» Work to be completed
The answer must restate the records below word for word.

» Collected data entries
//! # Task Collection
//!
//! Ordered, id-keyed task store. The order vector is what the user sees; the
//! map is what reconciliation works on.
//!
//! ## Reconciliation rules
//!
//! | Event | Effect |
//! |-------|--------|
//! | Listing applied | Order and membership replaced by the listing |
//! | Listing reports an older status | Current task kept, regression flagged |
//! | Local task newer than the listing's start | Kept at the front |
//! | Local task older than the listing's start, absent | Dropped (backend authority) |
//! | Task created locally | Inserted at the front |
//! | Unknown task from a single-task refresh | Inserted at the front, local until listed |

use std::collections::{HashMap, HashSet};

use shared_types::{Task, TaskId, TaskStatus};

/// A backend response that would have moved a task backwards.
#[derive(Debug, Clone, PartialEq, Eq)]
pub struct StatusRegression {
    pub task_id: TaskId,
    pub current: TaskStatus,
    pub reported: TaskStatus,
}

/// Outcome of applying one listing.
#[derive(Debug, Default, Clone, PartialEq, Eq)]
pub struct ReconcileReport {
    pub listed: usize,
    pub retained_local: usize,
    pub duplicates: usize,
    pub regressions: Vec<StatusRegression>,
}

#[derive(Debug, Default, Clone)]
pub struct TaskCollection {
    order: Vec<TaskId>,
    by_id: HashMap<TaskId, Task>,
    /// Tasks added by a submission or single-task refresh that no listing has
    /// confirmed yet, with the ledger sequence number at which they were added.
    unconfirmed: HashMap<TaskId, u64>,
}

impl TaskCollection {
    pub fn new() -> Self {
        Self::default()
    }

    pub fn len(&self) -> usize {
        self.order.len()
    }

    pub fn is_empty(&self) -> bool {
        self.order.is_empty()
    }

    pub fn get(&self, id: &TaskId) -> Option<&Task> {
        self.by_id.get(id)
    }

    pub fn ids(&self) -> &[TaskId] {
        &self.order
    }

    /// Tasks in display order.
    pub fn tasks(&self) -> Vec<Task> {
        self.order
            .iter()
            .filter_map(|id| self.by_id.get(id).cloned())
            .collect()
    }

    pub fn clear(&mut self) {
        self.order.clear();
        self.by_id.clear();
        self.unconfirmed.clear();
    }

    /// Replaces the collection with a backend listing, preserving the
    /// listing's order.
    ///
    /// `fetch_started` is the ledger sequence number taken when the listing
    /// request was issued; local creations with a later number cannot have
    /// been visible to it and are kept.
    pub fn replace_with_listing(&mut self, listing: Vec<Task>, fetch_started: u64) -> ReconcileReport {
        let mut report = ReconcileReport::default();
        let mut order = Vec::with_capacity(listing.len());
        let mut by_id = HashMap::with_capacity(listing.len());

        for incoming in listing {
            let id = incoming.id();
            if by_id.contains_key(&id) {
                report.duplicates += 1;
                continue;
            }
            let task = match self.by_id.get(&id) {
                Some(current) => merge_forward(current, incoming, &mut report.regressions),
                None => incoming,
            };
            order.push(id);
            by_id.insert(id, task);
        }
        report.listed = order.len();

        let retained: Vec<TaskId> = self
            .order
            .iter()
            .copied()
            .filter(|id| !by_id.contains_key(id))
            .filter(|id| {
                self.unconfirmed
                    .get(id)
                    .is_some_and(|added| *added > fetch_started)
            })
            .collect();
        let retained_set: HashSet<TaskId> = retained.iter().copied().collect();

        for id in &retained {
            if let Some(task) = self.by_id.remove(id) {
                by_id.insert(*id, task);
            }
        }
        report.retained_local = retained.len();

        let mut merged = retained;
        merged.extend(order);
        self.order = merged;
        self.by_id = by_id;
        self.unconfirmed.retain(|id, _| retained_set.contains(id));

        report
    }

    /// Adds a task returned by a successful submission to the front.
    ///
    /// If a concurrent listing already delivered the task, it keeps its
    /// position and is merged forward instead.
    pub fn insert_created(&mut self, task: Task, added_at: u64) -> Option<StatusRegression> {
        self.upsert(task, added_at)
    }

    /// Applies a single-task refresh received at sequence `seen_at`.
    ///
    /// Known tasks are merged forward in place. Unknown ones go to the front
    /// and survive listings issued before `seen_at`, like local creations.
    pub fn upsert(&mut self, task: Task, seen_at: u64) -> Option<StatusRegression> {
        let id = task.id();
        if self.by_id.contains_key(&id) {
            return self.merge_in_place(task);
        }
        self.order.insert(0, id);
        self.by_id.insert(id, task);
        self.unconfirmed.insert(id, seen_at);
        None
    }

    fn merge_in_place(&mut self, incoming: Task) -> Option<StatusRegression> {
        let id = incoming.id();
        let current = self.by_id.get(&id)?;
        let mut regressions = Vec::new();
        let merged = merge_forward(current, incoming, &mut regressions);
        self.by_id.insert(id, merged);
        regressions.pop()
    }
}

/// Takes the incoming version unless it would move the status backwards.
fn merge_forward(current: &Task, incoming: Task, regressions: &mut Vec<StatusRegression>) -> Task {
    if current.status().can_advance_to(incoming.status()) {
        incoming
    } else {
        regressions.push(StatusRegression {
            task_id: current.id(),
            current: current.status(),
            reported: incoming.status(),
        });
        current.clone()
    }
}

/// Observable ledger state.
#[derive(Debug, Clone, Default, PartialEq, Eq)]
pub struct LedgerSnapshot {
    pub tasks: Vec<Task>,
    pub loading: bool,
    pub submitting: bool,
    pub error: Option<String>,
    pub regressions: Vec<StatusRegression>,
}

impl LedgerSnapshot {
    /// Tasks the backend has not finished with yet.
    pub fn pending_count(&self) -> usize {
        self.tasks.iter().filter(|t| !t.is_terminal()).count()
    }

    pub fn all_settled(&self) -> bool {
        self.pending_count() == 0
    }
}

» Output below
//! # Task Collection
//!
//! Ordered, id-keyed task store. The order vector is what the user sees; the
//! map is what reconciliation works on.
//!
//! ## Reconciliation rules
//!
//! | Event | Effect |
//! |-------|--------|
//! | Listing applied | Order and membership replaced by the listing |
//! | Listing reports an older status | Current task kept, regression flagged |
//! | Local task newer than the listing's start | Kept at the front |
//! | Local task older than the listing's start, absent | Dropped (backend authority) |
//! | Task created locally | Inserted at the front |
//! | Unknown task from a single-task refresh | Inserted at the front, local until listed |

use std::collections::{HashMap, HashSet};

use shared_types::{Task, TaskId, TaskStatus};

/// A backend response that would have moved a task backwards.
#[derive(Debug, Clone, PartialEq, Eq)]
pub struct StatusRegression {
    pub task_id: TaskId,
    pub current: TaskStatus,
    pub reported: TaskStatus,
}

/// Outcome of applying one listing.
#[derive(Debug, Default, Clone, PartialEq, Eq)]
pub struct ReconcileReport {
    pub listed: usize,
    pub retained_local: usize,
    pub duplicates: usize,
    pub regressions: Vec<StatusRegression>,
}

#[derive(Debug, Default, Clone)]
pub struct TaskCollection {
    order: Vec<TaskId>,
    by_id: HashMap<TaskId, Task>,
    /// Tasks added by a submission or single-task refresh that no listing has
    /// confirmed yet, with the ledger sequence number at which they were added.
    unconfirmed: HashMap<TaskId, u64>,
}

impl TaskCollection {
    pub fn new() -> Self {
        Self::default()
    }

    pub fn len(&self) -> usize {
        self.order.len()
    }

    pub fn is_empty(&self) -> bool {
        self.order.is_empty()
    }

    pub fn get(&self, id: &TaskId) -> Option<&Task> {
        self.by_id.get(id)
    }

    pub fn ids(&self) -> &[TaskId] {
        &self.order
    }

    /// Tasks in display order.
    pub fn tasks(&self) -> Vec<Task> {
        self.order
            .iter()
            .filter_map(|id| self.by_id.get(id).cloned())
            .collect()
    }

    pub fn clear(&mut self) {
        self.order.clear();
        self.by_id.clear();
        self.unconfirmed.clear();
    }

    /// Replaces the collection with a backend listing, preserving the
    /// listing's order.
    ///
    /// `fetch_started` is the ledger sequence number taken when the listing
    /// request was issued; local creations with a later number cannot have
    /// been visible to it and are kept.
    pub fn replace_with_listing(&mut self, listing: Vec<Task>, fetch_started: u64) -> ReconcileReport {
        let mut report = ReconcileReport::default();
        let mut order = Vec::with_capacity(listing.len());
        let mut by_id = HashMap::with_capacity(listing.len());

        for incoming in listing {
            let id = incoming.id();
            if by_id.contains_key(&id) {
                report.duplicates += 1;
                continue;
            }
            let task = match self.by_id.get(&id) {
                Some(current) => merge_forward(current, incoming, &mut report.regressions),
                None => incoming,
            };
            order.push(id);
            by_id.insert(id, task);
        }
        report.listed = order.len();

        let retained: Vec<TaskId> = self
            .order
            .iter()
            .copied()
            .filter(|id| !by_id.contains_key(id))
            .filter(|id| {
                self.unconfirmed
                    .get(id)
                    .is_some_and(|added| *added > fetch_started)
            })
            .collect();
        let retained_set: HashSet<TaskId> = retained.iter().copied().collect();

        for id in &retained {
            if let Some(task) = self.by_id.remove(id) {
                by_id.insert(*id, task);
            }
        }
        report.retained_local = retained.len();

        let mut merged = retained;
        merged.extend(order);
        self.order = merged;
        self.by_id = by_id;
        self.unconfirmed.retain(|id, _| retained_set.contains(id));

        report
    }

    /// Adds a task returned by a successful submission to the front.
    ///
    /// If a concurrent listing already delivered the task, it keeps its
    /// position and is merged forward instead.
    pub fn insert_created(&mut self, task: Task, added_at: u64) -> Option<StatusRegression> {
        self.upsert(task, added_at)
    }

    /// Applies a single-task refresh received at sequence `seen_at`.
    ///
    /// Known tasks are merged forward in place. Unknown ones go to the front
    /// and survive listings issued before `seen_at`, like local creations.
    pub fn upsert(&mut self, task: Task, seen_at: u64) -> Option<StatusRegression> {
        let id = task.id();
        if self.by_id.contains_key(&id) {
            return self.merge_in_place(task);
        }
        self.order.insert(0, id);
        self.by_id.insert(id, task);
        self.unconfirmed.insert(id, seen_at);
        None
    }

    fn merge_in_place(&mut self, incoming: Task) -> Option<StatusRegression> {
        let id = incoming.id();
        let current = self.by_id.get(&id)?;
        let mut regressions = Vec::new();
        let merged = merge_forward(current, incoming, &mut regressions);
        self.by_id.insert(id, merged);
        regressions.pop()
    }
}

/// Takes the incoming version unless it would move the status backwards.
fn merge_forward(current: &Task, incoming: Task, regressions: &mut Vec<StatusRegression>) -> Task {
    if current.status().can_advance_to(incoming.status()) {
        incoming
    } else {
        regressions.push(StatusRegression {
            task_id: current.id(),
            current: current.status(),
            reported: incoming.status(),
        });
        current.clone()
    }
}

/// Observable ledger state.
#[derive(Debug, Clone, Default, PartialEq, Eq)]
pub struct LedgerSnapshot {
    pub tasks: Vec<Task>,
    pub loading: bool,
    pub submitting: bool,
    pub error: Option<String>,
    pub regressions: Vec<StatusRegression>,
}

impl LedgerSnapshot {
    /// Tasks the backend has not finished with yet.
    pub fn pending_count(&self) -> usize {
        self.tasks.iter().filter(|t| !t.is_terminal()).count()
    }

    pub fn all_settled(&self) -> bool {
        self.pending_count() == 0
    }
}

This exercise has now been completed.